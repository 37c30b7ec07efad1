//! Configuration loading for the terra Earth dashboard.
//!
//! Settings live in `config.toml` under the platform config directory. A
//! missing file means defaults; a malformed one is an error.

mod layout;
mod timings;

use std::fs;
use std::path::{Path, PathBuf};
use std::str::FromStr;

use directories::ProjectDirs;
use log::LevelFilter;
use serde::{Deserialize, Serialize};
use terra_core::{ColorTheme, FactList};

pub use layout::LayoutConfig;
pub use timings::Timings;

const CONFIG_FILE: &str = "config.toml";

#[derive(Debug, thiserror::Error)]
pub enum ConfigError {
    #[error("could not determine a configuration directory for this platform")]
    NoConfigDir,
    #[error("failed to read or write {path}: {source}")]
    Io {
        path: PathBuf,
        #[source]
        source: std::io::Error,
    },
    #[error("failed to parse {path}: {source}")]
    Parse {
        path: PathBuf,
        #[source]
        source: toml::de::Error,
    },
    #[error("failed to serialize configuration: {0}")]
    Serialize(#[from] toml::ser::Error),
    #[error("invalid configuration: {0}")]
    Invalid(String),
}

/// User settings.
#[derive(Debug, Clone, PartialEq, Serialize, Deserialize)]
#[serde(default)]
pub struct Config {
    /// Accent color.
    pub color_theme: ColorTheme,
    /// Draw the parallax starfield behind the scene.
    pub background: bool,
    /// Ring the terminal bell when the earth or sun is tapped.
    pub haptics: bool,
    /// Log level for the log file (`off`, `error`, `warn`, `info`, `debug`, `trace`).
    pub log_level: String,
    /// Replaces the built-in facts when set.
    #[serde(skip_serializing_if = "Option::is_none")]
    pub facts: Option<Vec<String>>,
    pub layout: LayoutConfig,
    pub timings: Timings,
}

impl Default for Config {
    fn default() -> Self {
        Self {
            color_theme: ColorTheme::default(),
            background: true,
            haptics: false,
            log_level: "info".to_string(),
            facts: None,
            layout: LayoutConfig::default(),
            timings: Timings::default(),
        }
    }
}

impl Config {
    /// Platform project directories for terra.
    pub fn project_dirs() -> Option<ProjectDirs> {
        ProjectDirs::from("", "", "terra")
    }

    /// Default location of the config file.
    pub fn path() -> Result<PathBuf, ConfigError> {
        Self::project_dirs()
            .map(|dirs| dirs.config_dir().join(CONFIG_FILE))
            .ok_or(ConfigError::NoConfigDir)
    }

    /// Load from the default location.
    pub fn load() -> Result<Self, ConfigError> {
        Self::load_at(Self::path().ok().as_deref())
    }

    /// Load from `path`, or use defaults when there is no config location.
    pub fn load_at(path: Option<&Path>) -> Result<Self, ConfigError> {
        match path {
            Some(path) => Self::load_from(path),
            None => {
                log::warn!(target: "config", "no config directory on this platform, using defaults");
                Ok(Self::default())
            }
        }
    }

    /// Load from `path`, falling back to defaults if the file does not exist.
    pub fn load_from(path: &Path) -> Result<Self, ConfigError> {
        let text = match fs::read_to_string(path) {
            Ok(text) => text,
            Err(e) if e.kind() == std::io::ErrorKind::NotFound => {
                log::debug!(target: "config", "no config at {}, using defaults", path.display());
                return Ok(Self::default());
            }
            Err(source) => {
                return Err(ConfigError::Io {
                    path: path.to_path_buf(),
                    source,
                });
            }
        };
        let config: Self = toml::from_str(&text).map_err(|source| ConfigError::Parse {
            path: path.to_path_buf(),
            source,
        })?;
        config.validate()?;
        Ok(config)
    }

    pub fn save_to(&self, path: &Path) -> Result<(), ConfigError> {
        let text = toml::to_string_pretty(self)?;
        if let Some(parent) = path.parent() {
            fs::create_dir_all(parent).map_err(|source| ConfigError::Io {
                path: parent.to_path_buf(),
                source,
            })?;
        }
        fs::write(path, text).map_err(|source| ConfigError::Io {
            path: path.to_path_buf(),
            source,
        })
    }

    /// Reject values the dashboard cannot run with.
    pub fn validate(&self) -> Result<(), ConfigError> {
        self.log_filter()?;
        self.fact_list()?;
        self.timings.validate()
    }

    pub fn log_filter(&self) -> Result<LevelFilter, ConfigError> {
        LevelFilter::from_str(&self.log_level)
            .map_err(|_| ConfigError::Invalid(format!("unknown log level `{}`", self.log_level)))
    }

    /// Configured facts, or the built-in list.
    pub fn fact_list(&self) -> Result<FactList, ConfigError> {
        match &self.facts {
            Some(facts) => FactList::new(facts.clone())
                .map_err(|e| ConfigError::Invalid(format!("facts: {e}"))),
            None => Ok(FactList::builtin()),
        }
    }
}

#[cfg(test)]
mod tests {
    use super::*;
    use std::time::Duration;

    fn scratch_path(name: &str) -> PathBuf {
        std::env::temp_dir()
            .join(format!("terra-config-test-{}-{name}", std::process::id()))
            .join(CONFIG_FILE)
    }

    #[test]
    fn test_defaults() {
        let config = Config::default();
        assert_eq!(config.color_theme, ColorTheme::Cyan);
        assert!(config.background);
        assert!(!config.haptics);
        assert_eq!(config.log_filter().unwrap(), LevelFilter::Info);
        assert_eq!(config.fact_list().unwrap().len(), 15);
        assert_eq!(config.timings.fact_interval(), Duration::from_millis(4000));
    }

    #[test]
    fn test_partial_file_fills_defaults() {
        let config: Config = toml::from_str(
            r#"
color_theme = "magenta"
haptics = true

[timings]
jitter_interval_ms = 5000
"#,
        )
        .unwrap();
        assert_eq!(config.color_theme, ColorTheme::Magenta);
        assert!(config.haptics);
        assert_eq!(config.timings.jitter_interval(), Duration::from_secs(5));
        assert_eq!(config.timings.fact_fade(), Duration::from_millis(500));
        assert_eq!(config.layout, LayoutConfig::default());
    }

    #[test]
    fn test_missing_file_is_default() {
        let path = scratch_path("missing");
        let config = Config::load_from(&path).unwrap();
        assert_eq!(config, Config::default());
    }

    #[test]
    fn test_no_config_dir_falls_back_to_defaults() {
        assert_eq!(Config::load_at(None).unwrap(), Config::default());
    }

    #[test]
    fn test_load_at_reads_file() {
        let path = scratch_path("load-at");
        let config = Config {
            haptics: true,
            ..Config::default()
        };
        config.save_to(&path).unwrap();
        assert_eq!(Config::load_at(Some(&path)).unwrap(), config);
        let _ = fs::remove_dir_all(path.parent().unwrap());
    }

    #[test]
    fn test_save_then_load() {
        let path = scratch_path("save");
        let config = Config {
            color_theme: ColorTheme::Yellow,
            facts: Some(vec!["The Earth is round".to_string()]),
            ..Config::default()
        };
        config.save_to(&path).unwrap();
        assert_eq!(Config::load_from(&path).unwrap(), config);
        let _ = fs::remove_dir_all(path.parent().unwrap());
    }

    #[test]
    fn test_malformed_file_is_parse_error() {
        let path = scratch_path("malformed");
        fs::create_dir_all(path.parent().unwrap()).unwrap();
        fs::write(&path, "color_theme = [").unwrap();
        assert!(matches!(
            Config::load_from(&path),
            Err(ConfigError::Parse { .. })
        ));
        let _ = fs::remove_dir_all(path.parent().unwrap());
    }

    #[test]
    fn test_empty_fact_override_rejected() {
        let config = Config {
            facts: Some(Vec::new()),
            ..Config::default()
        };
        assert!(matches!(config.validate(), Err(ConfigError::Invalid(_))));
    }

    #[test]
    fn test_unknown_log_level_rejected() {
        let config = Config {
            log_level: "loud".to_string(),
            ..Config::default()
        };
        assert!(matches!(config.validate(), Err(ConfigError::Invalid(_))));
    }
}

################

→ Directions: The records shown above must be returned in full, exactly as written.

→ Task response:
repository 37c30b7ec07efad1
//! Configuration loading for the terra Earth dashboard.
//!
//! Settings live in `config.toml` under the platform config directory. A
//! missing file means defaults; a malformed one is an error.

mod layout;
mod timings;

use std::fs;
use std::path::{Path, PathBuf};
use std::str::FromStr;

use directories::ProjectDirs;
use log::LevelFilter;
use serde::{Deserialize, Serialize};
use terra_core::{ColorTheme, FactList};

pub use layout::LayoutConfig;
pub use timings::Timings;

const CONFIG_FILE: &str = "config.toml";

#[derive(Debug, thiserror::Error)]
pub enum ConfigError {
    #[error("could not determine a configuration directory for this platform")]
    NoConfigDir,
    #[error("failed to read or write {path}: {source}")]
    Io {
        path: PathBuf,
        #[source]
        source: std::io::Error,
    },
    #[error("failed to parse {path}: {source}")]
    Parse {
        path: PathBuf,
        #[source]
        source: toml::de::Error,
    },
    #[error("failed to serialize configuration: {0}")]
    Serialize(#[from] toml::ser::Error),
    #[error("invalid configuration: {0}")]
    Invalid(String),
}

/// User settings.
#[derive(Debug, Clone, PartialEq, Serialize, Deserialize)]
#[serde(default)]
pub struct Config {
    /// Accent color.
    pub color_theme: ColorTheme,
    /// Draw the parallax starfield behind the scene.
    pub background: bool,
    /// Ring the terminal bell when the earth or sun is tapped.
    pub haptics: bool,
    /// Log level for the log file (`off`, `error`, `warn`, `info`, `debug`, `trace`).
    pub log_level: String,
    /// Replaces the built-in facts when set.
    #[serde(skip_serializing_if = "Option::is_none")]
    pub facts: Option<Vec<String>>,
    pub layout: LayoutConfig,
    pub timings: Timings,
}

impl Default for Config {
    fn default() -> Self {
        Self {
            color_theme: ColorTheme::default(),
            background: true,
            haptics: false,
            log_level: "info".to_string(),
            facts: None,
            layout: LayoutConfig::default(),
            timings: Timings::default(),
        }
    }
}

impl Config {
    /// Platform project directories for terra.
    pub fn project_dirs() -> Option<ProjectDirs> {
        ProjectDirs::from("", "", "terra")
    }

    /// Default location of the config file.
    pub fn path() -> Result<PathBuf, ConfigError> {
        Self::project_dirs()
            .map(|dirs| dirs.config_dir().join(CONFIG_FILE))
            .ok_or(ConfigError::NoConfigDir)
    }

    /// Load from the default location.
    pub fn load() -> Result<Self, ConfigError> {
        Self::load_at(Self::path().ok().as_deref())
    }

    /// Load from `path`, or use defaults when there is no config location.
    pub fn load_at(path: Option<&Path>) -> Result<Self, ConfigError> {
        match path {
            Some(path) => Self::load_from(path),
            None => {
                log::warn!(target: "config", "no config directory on this platform, using defaults");
                Ok(Self::default())
            }
        }
    }

    /// Load from `path`, falling back to defaults if the file does not exist.
    pub fn load_from(path: &Path) -> Result<Self, ConfigError> {
        let text = match fs::read_to_string(path) {
            Ok(text) => text,
            Err(e) if e.kind() == std::io::ErrorKind::NotFound => {
                log::debug!(target: "config", "no config at {}, using defaults", path.display());
                return Ok(Self::default());
            }
            Err(source) => {
                return Err(ConfigError::Io {
                    path: path.to_path_buf(),
                    source,
                });
            }
        };
        let config: Self = toml::from_str(&text).map_err(|source| ConfigError::Parse {
            path: path.to_path_buf(),
            source,
        })?;
        config.validate()?;
        Ok(config)
    }

    pub fn save_to(&self, path: &Path) -> Result<(), ConfigError> {
        let text = toml::to_string_pretty(self)?;
        if let Some(parent) = path.parent() {
            fs::create_dir_all(parent).map_err(|source| ConfigError::Io {
                path: parent.to_path_buf(),
                source,
            })?;
        }
        fs::write(path, text).map_err(|source| ConfigError::Io {
            path: path.to_path_buf(),
            source,
        })
    }

    /// Reject values the dashboard cannot run with.
    pub fn validate(&self) -> Result<(), ConfigError> {
        self.log_filter()?;
        self.fact_list()?;
        self.timings.validate()
    }

    pub fn log_filter(&self) -> Result<LevelFilter, ConfigError> {
        LevelFilter::from_str(&self.log_level)
            .map_err(|_| ConfigError::Invalid(format!("unknown log level `{}`", self.log_level)))
    }

    /// Configured facts, or the built-in list.
    pub fn fact_list(&self) -> Result<FactList, ConfigError> {
        match &self.facts {
            Some(facts) => FactList::new(facts.clone())
                .map_err(|e| ConfigError::Invalid(format!("facts: {e}"))),
            None => Ok(FactList::builtin()),
        }
    }
}

#[cfg(test)]
mod tests {
    use super::*;
    use std::time::Duration;

    fn scratch_path(name: &str) -> PathBuf {
        std::env::temp_dir()
            .join(format!("terra-config-test-{}-{name}", std::process::id()))
            .join(CONFIG_FILE)
    }

    #[test]
    fn test_defaults() {
        let config = Config::default();
        assert_eq!(config.color_theme, ColorTheme::Cyan);
        assert!(config.background);
        assert!(!config.haptics);
        assert_eq!(config.log_filter().unwrap(), LevelFilter::Info);
        assert_eq!(config.fact_list().unwrap().len(), 15);
        assert_eq!(config.timings.fact_interval(), Duration::from_millis(4000));
    }

    #[test]
    fn test_partial_file_fills_defaults() {
        let config: Config = toml::from_str(
            r#"
color_theme = "magenta"
haptics = true

[timings]
jitter_interval_ms = 5000
"#,
        )
        .unwrap();
        assert_eq!(config.color_theme, ColorTheme::Magenta);
        assert!(config.haptics);
        assert_eq!(config.timings.jitter_interval(), Duration::from_secs(5));
        assert_eq!(config.timings.fact_fade(), Duration::from_millis(500));
        assert_eq!(config.layout, LayoutConfig::default());
    }

    #[test]
    fn test_missing_file_is_default() {
        let path = scratch_path("missing");
        let config = Config::load_from(&path).unwrap();
        assert_eq!(config, Config::default());
    }

    #[test]
    fn test_no_config_dir_falls_back_to_defaults() {
        assert_eq!(Config::load_at(None).unwrap(), Config::default());
    }

    #[test]
    fn test_load_at_reads_file() {
        let path = scratch_path("load-at");
        let config = Config {
            haptics: true,
            ..Config::default()
        };
        config.save_to(&path).unwrap();
        assert_eq!(Config::load_at(Some(&path)).unwrap(), config);
        let _ = fs::remove_dir_all(path.parent().unwrap());
    }

    #[test]
    fn test_save_then_load() {
        let path = scratch_path("save");
        let config = Config {
            color_theme: ColorTheme::Yellow,
            facts: Some(vec!["The Earth is round".to_string()]),
            ..Config::default()
        };
        config.save_to(&path).unwrap();
        assert_eq!(Config::load_from(&path).unwrap(), config);
        let _ = fs::remove_dir_all(path.parent().unwrap());
    }

    #[test]
    fn test_malformed_file_is_parse_error() {
        let path = scratch_path("malformed");
        fs::create_dir_all(path.parent().unwrap()).unwrap();
        fs::write(&path, "color_theme = [").unwrap();
        assert!(matches!(
            Config::load_from(&path),
            Err(ConfigError::Parse { .. })
        ));
        let _ = fs::remove_dir_all(path.parent().unwrap());
    }

    #[test]
    fn test_empty_fact_override_rejected() {
        let config = Config {
            facts: Some(Vec::new()),
            ..Config::default()
        };
        assert!(matches!(config.validate(), Err(ConfigError::Invalid(_))));
    }

    #[test]
    fn test_unknown_log_level_rejected() {
        let config = Config {
            log_level: "loud".to_string(),
            ..Config::default()
        };
        assert!(matches!(config.validate(), Err(ConfigError::Invalid(_))));
    }
}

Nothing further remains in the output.